Updates to our Terms of Use

We are updating our Terms of Use. Please carefully review the updated Terms before proceeding to our website.

Thursday, March 28, 2024 | Back issues
Courthouse News Service Courthouse News Service

‘Straightforward terrorism,’ Biden says of Buffalo shooting

The president called white supremacy "a poison" threatening American democracy.

(CN) — Grieving the loss of life in the aftermath of a mass shooting in Buffalo, New York, President Joe Biden delivered an emotional address on Tuesday in which he labeled the supermarket massacre a terrorist attack motivated by white supremacy.

Speaking in Buffalo before community leaders, members of Congress and the families of the 10 victims killed during the weekend shooting, Biden described the lives of each person killed during the attack and took a long pause, holding back emotion, when telling the story of a father killed while buying a birthday cake for his son's third birthday.

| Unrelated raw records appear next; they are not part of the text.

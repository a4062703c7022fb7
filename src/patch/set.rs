//! Named patch procedures and the ordered set that runs them.

use std::fmt;

use log::info;

use crate::{
    metadata::{method::MethodBody, Module, References},
    Drift,
    Error::{InvalidDescriptor, PatchFailed, VersionDrift},
    Result,
};

/// What a patch procedure works on.
pub struct PatchContext<'a> {
    /// The module being patched
    pub target: &'a mut Module,
    /// Read-only modules symbols may be imported from
    pub references: &'a References,
}

impl<'a> PatchContext<'a> {
    /// Creates a context.
    pub fn new(target: &'a mut Module, references: &'a References) -> Self {
        PatchContext { target, references }
    }

    /// The body of `type_name::method_name`.
    ///
    /// # Errors
    /// Returns lookup errors from [`Module::find_method`], or [`crate::Error::VersionDrift`]
    /// if the method has no body.
    pub fn body(&self, type_name: &str, method_name: &str) -> Result<&MethodBody> {
        self.target
            .find_method(type_name, method_name, None)?
            .body()
            .ok_or_else(|| missing_body(type_name, method_name))
    }

    /// The body of `type_name::method_name`, borrowed for editing.
    ///
    /// # Errors
    /// See [`PatchContext::body`].
    pub fn body_mut(&mut self, type_name: &str, method_name: &str) -> Result<&mut MethodBody> {
        self.target
            .find_method_mut(type_name, method_name, None)?
            .body_mut()
            .ok_or_else(|| missing_body(type_name, method_name))
    }
}

fn missing_body(type_name: &str, method_name: &str) -> crate::Error {
    VersionDrift {
        context: format!("{type_name}::{method_name}"),
        drifts: vec![Drift::new("method body", "none")],
    }
}

/// Summary of one successfully applied procedure.
#[derive(Debug, Clone, PartialEq, Eq)]
pub struct PatchOutcome {
    /// Procedure name
    pub name: String,
    /// Patched method, as `Type::Method`
    pub method: String,
    /// Instructions replaced in place
    pub replaced: usize,
    /// Instructions inserted
    pub inserted: usize,
}

impl fmt::Display for PatchOutcome {
    fn fmt(&self, f: &mut fmt::Formatter<'_>) -> fmt::Result {
        write!(
            f,
            "{}: {} replaced, {} inserted in {}",
            self.name, self.replaced, self.inserted, self.method
        )
    }
}

/// A single patch procedure.
///
/// Procedures validate the target before changing anything and must fail rather than apply
/// twice: running a procedure on a module it already patched returns a drift error
/// ([`crate::Error::is_drift`]).
///
/// # Examples
///
/// ```rust
/// use ilpatch::patch::{Patch, PatchContext, PatchOutcome};
/// use ilpatch::Result;
///
/// struct Nothing;
///
/// impl Patch for Nothing {
///     fn name(&self) -> &str {
///         "nothing"
///     }
///
///     fn apply(&self, _cx: &mut PatchContext<'_>) -> Result<PatchOutcome> {
///         Ok(PatchOutcome {
///             name: self.name().to_string(),
///             method: String::new(),
///             replaced: 0,
///             inserted: 0,
///         })
///     }
/// }
/// ```
pub trait Patch: Send + Sync {
    /// Unique name within a [`PatchSet`].
    fn name(&self) -> &str;

    /// One-line summary shown in logs and reports.
    fn description(&self) -> &str {
        "No description available"
    }

    /// Validates the target and applies the patch.
    ///
    /// # Errors
    /// Returns a drift error if the target is not the build the patch was written for or is
    /// already patched; the target may be partially modified only if the error is not a
    /// drift error.
    fn apply(&self, cx: &mut PatchContext<'_>) -> Result<PatchOutcome>;
}

/// Patch procedures applied in insertion order.
#[derive(Default)]
pub struct PatchSet {
    patches: Vec<Box<dyn Patch>>,
}

impl PatchSet {
    /// Creates an empty set.
    #[must_use]
    pub fn new() -> Self {
        PatchSet::default()
    }

    /// Appends a procedure.
    ///
    /// # Errors
    /// Returns [`crate::Error::InvalidDescriptor`] if a procedure with the same name is
    /// already in the set.
    pub fn push(&mut self, patch: Box<dyn Patch>) -> Result<()> {
        if self.patches.iter().any(|p| p.name() == patch.name()) {
            return Err(InvalidDescriptor {
                name: patch.name().to_string(),
                message: "duplicate patch name".to_string(),
            });
        }
        self.patches.push(patch);
        Ok(())
    }

    /// Number of procedures.
    #[must_use]
    pub fn len(&self) -> usize {
        self.patches.len()
    }

    /// Returns true if the set is empty.
    #[must_use]
    pub fn is_empty(&self) -> bool {
        self.patches.is_empty()
    }

    /// Names in application order.
    pub fn names(&self) -> impl Iterator<Item = &str> + '_ {
        self.patches.iter().map(|patch| patch.name())
    }

    /// The procedures in application order.
    pub fn iter(&self) -> impl Iterator<Item = &dyn Patch> + '_ {
        self.patches.iter().map(|patch| &**patch)
    }

    /// Runs every procedure in order and stops at the first failure.
    ///
    /// # Errors
    /// Returns [`crate::Error::PatchFailed`] naming the failing procedure. Nothing is
    /// rolled back; callers discard the target module on error.
    pub fn apply(&self, cx: &mut PatchContext<'_>) -> Result<Vec<PatchOutcome>> {
        let mut outcomes = Vec::with_capacity(self.patches.len());

        for patch in &self.patches {
            info!("Applying patch `{}`: {}", patch.name(), patch.description());

            let outcome = patch.apply(cx).map_err(|source| PatchFailed {
                patch: patch.name().to_string(),
                source: Box::new(source),
            })?;

            info!("Applied {outcome}");
            outcomes.push(outcome);
        }

        Ok(outcomes)
    }
}

impl fmt::Debug for PatchSet {
    fn fmt(&self, f: &mut fmt::Formatter<'_>) -> fmt::Result {
        f.debug_list().entries(self.names()).finish()
    }
}

#[cfg(test)]
mod tests {
    use super::*;
    use crate::Error;

    struct Marker {
        name: &'static str,
        fail: bool,
    }

    impl Marker {
        fn new(name: &'static str, fail: bool) -> Box<Self> {
            Box::new(Marker { name, fail })
        }
    }

    impl Patch for Marker {
        fn name(&self) -> &str {
            self.name
        }

        fn apply(&self, cx: &mut PatchContext<'_>) -> Result<PatchOutcome> {
            if self.fail {
                return Err(Error::AlreadyApplied(self.name.to_string()));
            }
            cx.target.user_string(self.name);
            Ok(PatchOutcome {
                name: self.name.to_string(),
                method: "Type::Method".to_string(),
                replaced: 1,
                inserted: 0,
            })
        }
    }

    #[test]
    fn duplicate_names_rejected() {
        let mut set = PatchSet::new();
        set.push(Marker::new("a", false)).unwrap();
        assert!(matches!(
            set.push(Marker::new("a", false)),
            Err(Error::InvalidDescriptor { .. })
        ));
        assert_eq!(set.len(), 1);
    }

    #[test]
    fn applies_in_order() {
        let mut set = PatchSet::new();
        set.push(Marker::new("first", false)).unwrap();
        set.push(Marker::new("second", false)).unwrap();

        let mut module = Module::new("Assembly-CSharp.dll");
        let references = References::default();
        let outcomes = set
            .apply(&mut PatchContext::new(&mut module, &references))
            .unwrap();

        assert_eq!(
            outcomes.iter().map(|o| o.name.as_str()).collect::<Vec<_>>(),
            vec!["first", "second"]
        );
        assert_eq!(module.user_strings(), &["first", "second"]);
        assert_eq!(outcomes[0].to_string(), "first: 1 replaced, 0 inserted in Type::Method");
    }

    #[test]
    fn stops_at_first_failure() {
        let mut set = PatchSet::new();
        set.push(Marker::new("first", true)).unwrap();
        set.push(Marker::new("second", false)).unwrap();

        let mut module = Module::new("Assembly-CSharp.dll");
        let references = References::default();
        let err = set
            .apply(&mut PatchContext::new(&mut module, &references))
            .unwrap_err();

        assert!(matches!(&err, Error::PatchFailed { patch, .. } if patch == "first"));
        assert!(err.is_drift());
        assert!(module.user_strings().is_empty());
    }

    #[test]
    fn missing_method_body() {
        let mut module = Module::new("Assembly-CSharp.dll");
        let references = References::default();
        let cx = PatchContext::new(&mut module, &references);

        assert!(matches!(
            cx.body("StartGame", "MoveNext"),
            Err(Error::TypeNotFound { .. })
        ));
    }
}
//! Locating instructions in a method body.
//!
//! Patches address code the way a disassembler listing shows it: by original byte offset
//! (`IL_0129`) or by position in the instruction list. Both are only meaningful for the build
//! the patch was written against, and offsets only until the first size-changing edit. The
//! cursor therefore refuses offset lookups on a shifted body with
//! [`crate::Error::StaleOffsets`]; procedures resolve every site up front and then edit
//! through handles.

use crate::{
    assembly::{Instruction, OpCode},
    metadata::method::{InstrId, MethodBody},
    patch::pattern::{assert_opcode, InstructionPattern},
    Error::{OffsetNotFound, StaleOffsets},
    Result,
};

/// Read-only lookups over one body.
///
/// # Examples
///
/// ```rust
/// use ilpatch::assembly::decode_body;
/// use ilpatch::patch::InstructionCursor;
///
/// // nop; ldc.r4 1.0; pop; ret
/// let data = [0x22, 0x00, 0x22, 0x00, 0x00, 0x80, 0x3F, 0x26, 0x2A];
/// let body = decode_body(&data)?;
/// let cursor = InstructionCursor::new(&body);
///
/// let site = cursor.find_by_offset(0x0001)?;
/// assert_eq!(cursor.at_index(1)?, site);
/// assert!(cursor.find_by_offset(0x0002).is_err());
/// # Ok::<(), ilpatch::Error>(())
/// ```
#[derive(Clone, Copy)]
pub struct InstructionCursor<'a> {
    body: &'a MethodBody,
}

impl<'a> InstructionCursor<'a> {
    /// Creates a cursor over `body`.
    #[must_use]
    pub fn new(body: &'a MethodBody) -> Self {
        InstructionCursor { body }
    }

    /// The instruction that started at `offset` in the original code.
    ///
    /// # Errors
    /// Returns [`crate::Error::StaleOffsets`] if the body was shifted by an edit and
    /// [`crate::Error::OffsetNotFound`] if no instruction started there.
    pub fn find_by_offset(&self, offset: u32) -> Result<InstrId> {
        self.check_fresh()?;
        self.body
            .iter()
            .find(|(_, instruction)| instruction.offset == Some(offset))
            .map(|(id, _)| id)
            .ok_or(OffsetNotFound(offset))
    }

    /// The instruction at list position `index`.
    ///
    /// # Errors
    /// Returns [`crate::Error::IndexOutOfRange`] if the list is shorter.
    pub fn at_index(&self, index: usize) -> Result<InstrId> {
        self.body.at(index)
    }

    /// The first instruction, in list order, for which `predicate` holds.
    pub fn find(&self, predicate: impl Fn(&Instruction) -> bool) -> Option<InstrId> {
        self.body
            .iter()
            .find(|(_, instruction)| predicate(instruction))
            .map(|(id, _)| id)
    }

    /// Resolves several offsets in one forward pass.
    ///
    /// The offsets are sorted ascending first; the result pairs each offset with its
    /// instruction in that order.
    ///
    /// # Errors
    /// Returns [`crate::Error::StaleOffsets`] for a shifted body and
    /// [`crate::Error::OffsetNotFound`] naming the first offset that did not match.
    pub fn locate_offsets(&self, offsets: &[u32]) -> Result<Vec<(u32, InstrId)>> {
        self.check_fresh()?;

        let mut sorted = offsets.to_vec();
        sorted.sort_unstable();

        let found = self.scan_offsets(&sorted);
        sorted
            .into_iter()
            .zip(found)
            .map(|(offset, id)| id.map(|id| (offset, id)).ok_or(OffsetNotFound(offset)))
            .collect()
    }

    /// Matches ascending `sorted` offsets against the list in one pass. Offsets without an
    /// instruction yield `None`.
    pub(crate) fn scan_offsets(&self, sorted: &[u32]) -> Vec<Option<InstrId>> {
        let mut found = vec![None; sorted.len()];
        let mut next = 0;

        for (id, instruction) in self.body.iter() {
            let Some(offset) = instruction.offset else {
                continue;
            };
            while next < sorted.len() && sorted[next] < offset {
                next += 1;
            }
            while next < sorted.len() && sorted[next] == offset {
                found[next] = Some(id);
                next += 1;
            }
            if next == sorted.len() {
                break;
            }
        }

        found
    }

    /// Checks the opcode of the instruction at list position `index`.
    ///
    /// # Errors
    /// Returns [`crate::Error::VersionDrift`] describing the mismatch, or
    /// [`crate::Error::IndexOutOfRange`] if there is no such position.
    pub fn expect_opcode(&self, index: usize, expected: OpCode) -> Result<InstrId> {
        let id = self.at_index(index)?;
        let instruction = self.body.instruction(id)?;
        assert_opcode(instruction, expected).map_err(|drift| drift.at_index(index))?;
        Ok(id)
    }

    /// Checks the instruction at list position `index` against `pattern`.
    ///
    /// # Errors
    /// See [`InstructionCursor::expect_opcode`].
    pub fn expect(&self, index: usize, pattern: &InstructionPattern) -> Result<InstrId> {
        let id = self.at_index(index)?;
        let instruction = self.body.instruction(id)?;
        pattern
            .check(instruction)
            .map_err(|drift| drift.at_index(index))?;
        Ok(id)
    }

    fn check_fresh(&self) -> Result<()> {
        if self.body.is_shifted() {
            Err(StaleOffsets)
        } else {
            Ok(())
        }
    }
}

"Evil will not win, I promise you. Hate will not prevail," Biden said. "White supremacy will not have the last word. For evil did come to Buffalo, it has come to all too many places manifest in gunmen who massacred innocent people in the name of hateful and perverse ideology rooted in fear and racism."

An 18-year-old white man is charged with opening fire and killing 10 people and injuring three others on Saturday at Tops Friendly Market, located in a predominantly Black neighborhood of Buffalo. Most of the victims of the mass shooting were Black, and several were elderly.

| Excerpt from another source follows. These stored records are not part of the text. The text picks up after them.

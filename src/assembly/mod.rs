//! CIL bytecode: opcodes, instructions and the codec between bytes and editable bodies.
//!
//! # Key Types
//! - [`OpCode`] - Every ECMA-335 opcode with its operand kind, flow and stack behaviour
//! - [`Instruction`] - One instruction of an editable body
//! - [`Operand`] - Instruction operands (immediates, tokens, branch targets)
//!
//! # Main Functions
//! - [`decode_body`] - Serialized body to [`crate::metadata::method::MethodBody`]
//! - [`encode_body`] - [`crate::metadata::method::MethodBody`] back to bytes
//!
//! # Example
//! ```rust
//! use ilpatch::assembly::{decode_body, encode_body, SignatureResolver};
//! use ilpatch::metadata::{method::MethodSignature, token::Token};
//!
//! struct NoCalls;
//! impl SignatureResolver for NoCalls {
//!     fn method_signature(&self, _: Token) -> Option<&MethodSignature> {
//!         None
//!     }
//! }
//!
//! let data = [0x0A, 0x00, 0x2A]; // nop, ret
//! let body = decode_body(&data)?;
//! assert_eq!(encode_body(&body, &NoCalls, false)?, data);
//! # Ok::<(), ilpatch::Error>(())
//! ```

mod decoder;
mod encoder;
mod instruction;
mod opcodes;

pub use decoder::{decode_body, decode_instruction, decode_stream, RawInstruction, RawOperand};
pub use encoder::{encode_body, SignatureResolver};
pub use instruction::{FlowType, Immediate, Instruction, Operand, OperandType, StackCount};
pub use opcodes::{OpCode, FE_PREFIX};
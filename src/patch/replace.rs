//! In-place instruction edits.
//!
//! A replacement keeps the instruction's handle, so branches and exception handlers that point
//! at it now point at the new instruction. Removal is only allowed for instructions nothing
//! points at.

use log::debug;

use crate::{
    assembly::Instruction,
    metadata::method::{InstrId, MethodBody},
    Error::InstructionInUse,
    Result,
};

/// Replaces the opcode and operand of the instruction at `at` with those of `with`.
///
/// The original offset of `at` is kept for diagnostics. If the encoded size changes, the body
/// is marked shifted and offset lookups stop working.
///
/// # Errors
/// Returns [`crate::Error::StaleAnchor`] or [`crate::Error::ForeignInstruction`] if `at` is not
/// an instruction of `body`, and [`crate::Error::DanglingTarget`] if `with` branches to an
/// instruction outside the body.
///
/// # Examples
///
/// ```rust
/// use ilpatch::assembly::{decode_body, Immediate, Instruction, OpCode, Operand};
/// use ilpatch::patch::replace;
///
/// // ldc.r4 1.0; pop; ret
/// let mut body = decode_body(&[0x1E, 0x22, 0x00, 0x00, 0x80, 0x3F, 0x26, 0x2A])?;
/// let site = body.at(0)?;
///
/// let tiny = Instruction::new(OpCode::LDC_R4, Operand::Immediate(Immediate::Float32(0.0001)))?;
/// replace(&mut body, site, tiny)?;
///
/// assert_eq!(body.at(0)?, site);
/// assert!(!body.is_shifted());
/// # Ok::<(), ilpatch::Error>(())
/// ```
pub fn replace(body: &mut MethodBody, at: InstrId, with: Instruction) -> Result<()> {
    let old_size = body.instruction(at)?.size();
    body.check_targets(&with.operand)?;

    let new_size = with.size();
    debug!(
        "Replacing {} with {}",
        body.instruction(at)?,
        with.describe()
    );
    body.set(at, with.opcode, with.operand)?;

    if new_size != old_size {
        body.mark_shifted();
    }
    Ok(())
}

/// Removes the instruction at `id` from the body.
///
/// # Errors
/// Returns [`crate::Error::InstructionInUse`] if a branch or exception handler still references
/// it, and [`crate::Error::StaleAnchor`] or [`crate::Error::ForeignInstruction`] if `id` is not
/// an instruction of `body`.
pub fn remove(body: &mut MethodBody, id: InstrId) -> Result<()> {
    body.check_attached(id)?;

    let referrers = body.referrers(id);
    if referrers > 0 {
        return Err(InstructionInUse(referrers));
    }

    debug!("Removing {}", body.instruction(id)?);
    body.detach(id)
}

Law enforcement have since uncovered that the accused shooter, Payton Gendron, revealed white supremacist beliefs in online posts and traveled to Buffalo from Conklin, New York, targeting the store because of the high population of Black residents who lived nearby.

He posted online about a racist right-wing conspiracy known as "replacement theory," the idea that an increasing population of non-white people in the United States aims to replace and outnumber white people, posing a threat to white power and the white race. It's a belief oft described as fringe despite dating back to the early days of America when white people stoked fear about what it would mean for their monopoly on power if Black and non-white people gained freedoms such as emancipation, reproductive autonomy or the right to vote.

The Department of Justice is investigating the shooting as a hate crime alongside the FBI.

"What happened here is simple straightforward terrorism, terrorism, domestic terrorism — violence inflicted in the service of hate and the vicious thirst for power that defines one group of people being inherently inferior to any other group," Biden said. "Hate, that through the media and politics, the internet, has radicalized angry, alienated and isolated individuals into falsely believing that they will be replaced — that's the word — replaced, by the other."

Biden called white supremacy "a poison" running through America and American politics.

"The ideology of white supremacy has no place in America," Biden said. "Silence is complicity. We cannot remain silent."

He called back to the 2017 white supremacist march in Charlottesville, Virginia, in which a Nazi sympathizer drove his car into a crowd of people protesting the rally, killing one person and injuring dozens.

President Joe Biden speaks at the Delavan Grider Community Center in Buffalo, N.Y., on Tuesday, May 17, 2022, following Saturday's shooting at a supermarket. (AP Photo/Andrew Harnik)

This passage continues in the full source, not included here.